:: EXERCISE MATERIALS

//! Property-style checks for core engine invariants, each reduced to a
//! concrete, deterministic check against the public engine interface.

use memory_core::embeddings::FakeEmbedder;
use memory_core::storage::{FlatVectorIndex, SqliteStore};
use memory_core::{EngineConfig, Filter, MemoryEngine, MemoryInput, SearchMode, Tier};
use std::sync::Arc;

const DIM: usize = 16;

fn engine() -> MemoryEngine {
    let config = EngineConfig { embedding_dim: DIM, ..EngineConfig::default() };
    let relational = Arc::new(SqliteStore::open_in_memory().unwrap());
    let vector = Arc::new(FlatVectorIndex::new(DIM));
    let embedder = Arc::new(FakeEmbedder::new(DIM));
    MemoryEngine::new(relational, vector, embedder, config)
}

/// 1. Index consistency: a successfully-embedded row is findable by
/// semantic search in exactly the tier recorded on its R row.
#[test]
fn index_consistency_semantic_hit_matches_recorded_tier() {
    let engine = engine();
    let result = engine
        .store(MemoryInput::new("architecture decision: adopt event sourcing for the ledger").with_context("decision"))
        .unwrap();
    assert!(result.stored);
    let id = result.id.unwrap();
    assert!(!engine.get(&id).unwrap().unwrap().pending_embedding);

    // Query with the stored content itself: the deterministic fake embedder
    // gives identical text identical vectors, guaranteeing similarity 1.0
    // regardless of the min-similarity threshold.
    let hits = engine
        .recall(
            "architecture decision: adopt event sourcing for the ledger",
            SearchMode::Semantic,
            &Filter::default(),
            5,
        )
        .unwrap();
    let hit = hits.hits.iter().find(|h| h.memory.id == id).expect("stored row should be semantically findable");
    assert_eq!(hit.memory.tier, Tier::Working);
}

/// 2. Migration monotonicity: `Tier::next()` only ever moves forward, never
/// backward, and `LongTerm` is terminal.
#[test]
fn migration_monotonicity_tier_transitions_never_reverse() {
    assert_eq!(Tier::Working.next(), Some(Tier::Session));
    assert_eq!(Tier::Session.next(), Some(Tier::LongTerm));
    assert_eq!(Tier::LongTerm.next(), None);
}

/// 3. No retrieval gap: a recall issued right after a successful store
/// always finds that id when searching on its own content.
#[test]
fn no_retrieval_gap_between_store_and_recall() {
    let engine = engine();
    let result = engine
        .store(MemoryInput::new("reference note: the staging cluster uses region us-east-2").with_context("reference"))
        .unwrap();
    assert!(result.stored);
    let id = result.id.unwrap();

    let hits = engine
        .recall(
            "reference note: the staging cluster uses region us-east-2",
            SearchMode::Exact,
            &Filter::default(),
            10,
        )
        .unwrap();
    assert!(hits.hits.iter().any(|h| h.memory.id == id));
}

/// 4. Round-trip exact: `store(c)` then `search_exact(c)` returns the new id
/// with a non-zero score.
#[test]
fn round_trip_exact_search_returns_nonzero_score() {
    let engine = engine();
    let content = "operational runbook: restart the ingestion worker pool on failure";
    let result = engine.store(MemoryInput::new(content).with_context("reference")).unwrap();
    let id = result.id.unwrap();

    let hits = engine.recall(content, SearchMode::Exact, &Filter::default(), 10).unwrap();
    let hit = hits.hits.iter().find(|h| h.memory.id == id).unwrap();
    assert!(hit.score > 0.0);
}

/// 5. Scoring bounds: every returned score sits in [0,1], and the
/// configured scoring weights sum to 1.0.
#[test]
fn scoring_bounds_are_respected() {
    let engine = engine();
    for i in 0..5 {
        engine
            .store(MemoryInput::new(format!("decision number {i} about the release process")).with_context("decision"))
            .unwrap();
    }
    let hits = engine.recall("release process decision", SearchMode::Hybrid, &Filter::default(), 10).unwrap();
    assert!(!hits.hits.is_empty());
    for hit in &hits.hits {
        assert!((0.0..=1.0).contains(&hit.score), "score {} out of bounds", hit.score);
    }

    let weights = EngineConfig::default().scoring_weights;
    let sum = weights.similarity + weights.recency + weights.importance + weights.frequency + weights.context_match;
    assert!((sum - 1.0).abs() < 1e-9);
}

/// 6. Deduplication: after consolidation, no two memories in {Session,
/// LongTerm} share a `content_hash`.
#[test]
fn deduplication_removes_content_hash_collisions_after_consolidation() {
    let config = EngineConfig { embedding_dim: DIM, working_to_session_age: chrono::Duration::milliseconds(1), ..EngineConfig::default() };
    let relational = Arc::new(SqliteStore::open_in_memory().unwrap());
    let vector = Arc::new(FlatVectorIndex::new(DIM));
    let embedder = Arc::new(FakeEmbedder::new(DIM));
    let engine = MemoryEngine::new(relational, vector, embedder, config);

    let content = "shared postmortem summary for the outage last tuesday";
    engine.store(MemoryInput::new(content).with_context("decision").with_importance_override(0.75)).unwrap();
    engine.store(MemoryInput::new(content).with_context("decision").with_importance_override(0.55)).unwrap();

    std::thread::sleep(std::time::Duration::from_millis(10));
    engine.run_sweep();

    let stats = engine.get_stats().unwrap();
    assert_eq!(stats.session.count, 1);
}

/// 7. Idempotent delete: deleting a non-existent id is reported as not
/// found rather than panicking, and deleting twice never corrupts state.
#[test]
fn idempotent_delete_of_missing_id_does_not_panic() {
    let engine = engine();
    let result = engine.store(MemoryInput::new("note to delete").with_context("reference")).unwrap();
    let id = result.id.unwrap();

    engine.delete(&id).unwrap();
    assert!(engine.get(&id).unwrap().is_none());
    assert!(engine.delete(&id).is_ok());
    assert!(engine.delete("never-existed").is_ok());
}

::::

Copy out every record above once more, precisely as written.

**TASK RESPONSE**
//! Property-style checks for core engine invariants, each reduced to a
//! concrete, deterministic check against the public engine interface.

use memory_core::embeddings::FakeEmbedder;
use memory_core::storage::{FlatVectorIndex, SqliteStore};
use memory_core::{EngineConfig, Filter, MemoryEngine, MemoryInput, SearchMode, Tier};
use std::sync::Arc;

const DIM: usize = 16;

fn engine() -> MemoryEngine {
    let config = EngineConfig { embedding_dim: DIM, ..EngineConfig::default() };
    let relational = Arc::new(SqliteStore::open_in_memory().unwrap());
    let vector = Arc::new(FlatVectorIndex::new(DIM));
    let embedder = Arc::new(FakeEmbedder::new(DIM));
    MemoryEngine::new(relational, vector, embedder, config)
}

/// 1. Index consistency: a successfully-embedded row is findable by
/// semantic search in exactly the tier recorded on its R row.
#[test]
fn index_consistency_semantic_hit_matches_recorded_tier() {
    let engine = engine();
    let result = engine
        .store(MemoryInput::new("architecture decision: adopt event sourcing for the ledger").with_context("decision"))
        .unwrap();
    assert!(result.stored);
    let id = result.id.unwrap();
    assert!(!engine.get(&id).unwrap().unwrap().pending_embedding);

    // Query with the stored content itself: the deterministic fake embedder
    // gives identical text identical vectors, guaranteeing similarity 1.0
    // regardless of the min-similarity threshold.
    let hits = engine
        .recall(
            "architecture decision: adopt event sourcing for the ledger",
            SearchMode::Semantic,
            &Filter::default(),
            5,
        )
        .unwrap();
    let hit = hits.hits.iter().find(|h| h.memory.id == id).expect("stored row should be semantically findable");
    assert_eq!(hit.memory.tier, Tier::Working);
}

/// 2. Migration monotonicity: `Tier::next()` only ever moves forward, never
/// backward, and `LongTerm` is terminal.
#[test]
fn migration_monotonicity_tier_transitions_never_reverse() {
    assert_eq!(Tier::Working.next(), Some(Tier::Session));
    assert_eq!(Tier::Session.next(), Some(Tier::LongTerm));
    assert_eq!(Tier::LongTerm.next(), None);
}

/// 3. No retrieval gap: a recall issued right after a successful store
/// always finds that id when searching on its own content.
#[test]
fn no_retrieval_gap_between_store_and_recall() {
    let engine = engine();
    let result = engine
        .store(MemoryInput::new("reference note: the staging cluster uses region us-east-2").with_context("reference"))
        .unwrap();
    assert!(result.stored);
    let id = result.id.unwrap();

    let hits = engine
        .recall(
            "reference note: the staging cluster uses region us-east-2",
            SearchMode::Exact,
            &Filter::default(),
            10,
        )
        .unwrap();
    assert!(hits.hits.iter().any(|h| h.memory.id == id));
}

/// 4. Round-trip exact: `store(c)` then `search_exact(c)` returns the new id
/// with a non-zero score.
#[test]
fn round_trip_exact_search_returns_nonzero_score() {
    let engine = engine();
    let content = "operational runbook: restart the ingestion worker pool on failure";
    let result = engine.store(MemoryInput::new(content).with_context("reference")).unwrap();
    let id = result.id.unwrap();

    let hits = engine.recall(content, SearchMode::Exact, &Filter::default(), 10).unwrap();
    let hit = hits.hits.iter().find(|h| h.memory.id == id).unwrap();
    assert!(hit.score > 0.0);
}

/// 5. Scoring bounds: every returned score sits in [0,1], and the
/// configured scoring weights sum to 1.0.
#[test]
fn scoring_bounds_are_respected() {
    let engine = engine();
    for i in 0..5 {
        engine
            .store(MemoryInput::new(format!("decision number {i} about the release process")).with_context("decision"))
            .unwrap();
    }
    let hits = engine.recall("release process decision", SearchMode::Hybrid, &Filter::default(), 10).unwrap();
    assert!(!hits.hits.is_empty());
    for hit in &hits.hits {
        assert!((0.0..=1.0).contains(&hit.score), "score {} out of bounds", hit.score);
    }

    let weights = EngineConfig::default().scoring_weights;
    let sum = weights.similarity + weights.recency + weights.importance + weights.frequency + weights.context_match;
    assert!((sum - 1.0).abs() < 1e-9);
}

/// 6. Deduplication: after consolidation, no two memories in {Session,
/// LongTerm} share a `content_hash`.
#[test]
fn deduplication_removes_content_hash_collisions_after_consolidation() {
    let config = EngineConfig { embedding_dim: DIM, working_to_session_age: chrono::Duration::milliseconds(1), ..EngineConfig::default() };
    let relational = Arc::new(SqliteStore::open_in_memory().unwrap());
    let vector = Arc::new(FlatVectorIndex::new(DIM));
    let embedder = Arc::new(FakeEmbedder::new(DIM));
    let engine = MemoryEngine::new(relational, vector, embedder, config);

    let content = "shared postmortem summary for the outage last tuesday";
    engine.store(MemoryInput::new(content).with_context("decision").with_importance_override(0.75)).unwrap();
    engine.store(MemoryInput::new(content).with_context("decision").with_importance_override(0.55)).unwrap();

    std::thread::sleep(std::time::Duration::from_millis(10));
    engine.run_sweep();

    let stats = engine.get_stats().unwrap();
    assert_eq!(stats.session.count, 1);
}

/// 7. Idempotent delete: deleting a non-existent id is reported as not
/// found rather than panicking, and deleting twice never corrupts state.
#[test]
fn idempotent_delete_of_missing_id_does_not_panic() {
    let engine = engine();
    let result = engine.store(MemoryInput::new("note to delete").with_context("reference")).unwrap();
    let id = result.id.unwrap();

    engine.delete(&id).unwrap();
    assert!(engine.get(&id).unwrap().is_none());
    assert!(engine.delete(&id).is_ok());
    assert!(engine.delete("never-existed").is_ok());
}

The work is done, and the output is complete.